Pure Appl. Chem., 2011, Vol. 83, No. 3, pp. 699-707
http://dx.doi.org/10.1351/PAC-CON-10-08-15
Published online 2011-01-31
Selective transformations of cephalostatin analogues
Abstract:
The highly tumor inhibitory cephalostatins (e.g., cephalostatin 1), a marine natural product isolated from Cephalodiscus gilcristi, have attracted us to synthesize biologically active analogues. The goal of this study is to shed more light on selective desymmetrization of a symmetrical starting analogue through the F-ring opening route applied to certain analogues using different borane complexes. Previously, we have reported a selective opening of the spiroketal in the northern part of an analogue using catechol-borane and D-(N-tosyl) valine-borane complexes.

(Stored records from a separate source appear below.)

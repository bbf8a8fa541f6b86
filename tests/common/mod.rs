#![allow(dead_code)]

use httpmock::MockServer;
use model_facade::{FacadeConfig, FacadeError, ModelFacade, ScriptedInteraction};
use std::sync::atomic::{AtomicUsize, Ordering};
use std::sync::{Arc, Mutex};

pub type Captured<T> = Arc<Mutex<Option<Result<T, FacadeError>>>>;

/// Facade pointed at `server`, answering prompts with `answers`.
pub fn facade_for(
    server: &MockServer,
    answers: &[&str],
) -> (ModelFacade, Arc<ScriptedInteraction>) {
    let config = FacadeConfig::new(server.url("/"));
    let ui = Arc::new(ScriptedInteraction::with_answers(answers.iter().copied()));
    let facade = ModelFacade::new(&config, ui.clone()).unwrap();
    (facade, ui)
}

/// Registers a listener that counts notifications.
pub fn count_notifications(facade: &ModelFacade) -> Arc<AtomicUsize> {
    let count = Arc::new(AtomicUsize::new(0));
    let counter = Arc::clone(&count);
    facade.on_change(move || {
        counter.fetch_add(1, Ordering::SeqCst);
        Ok(())
    });
    count
}

pub fn notifications(count: &Arc<AtomicUsize>) -> usize {
    count.load(Ordering::SeqCst)
}

/// Success and error continuations writing into one shared slot.
pub fn capture<T: Send + 'static>() -> (model_facade::Callbacks<T>, Captured<T>) {
    let slot: Captured<T> = Arc::new(Mutex::new(None));
    let on_ok = Arc::clone(&slot);
    let on_err = Arc::clone(&slot);
    let callbacks = model_facade::Callbacks::on_success(move |value| {
        *on_ok.lock().unwrap() = Some(Ok(value));
    })
    .with_error(move |e| {
        *on_err.lock().unwrap() = Some(Err(e));
    });
    (callbacks, slot)
}

pub fn taken<T>(slot: &Captured<T>) -> Result<T, FacadeError> {
    slot.lock()
        .unwrap()
        .take()
        .expect("no continuation was called")
}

We demonstrate here the possibility of opening the southern part of the same analogue using salicylic acid-borane complex by which extra flexibility is harvested. In contrast, a different reaction type took place when another analogue was treated with 3,4-diaminobenzonitrile-borane complex, which give after H2O2 oxidation, products arising from ∆14 bond hydration. This led us to conclude that the geometry of both borane complex and substrate govern the regioselectivity of the products. However, the electronic nature of both substrate and borane-complex govern the chemoselectivity.
Keywords
borane complexes; cephalostatin 1; chemoselectivity; desymmetrization; regioselectivity; selective F-ring opening.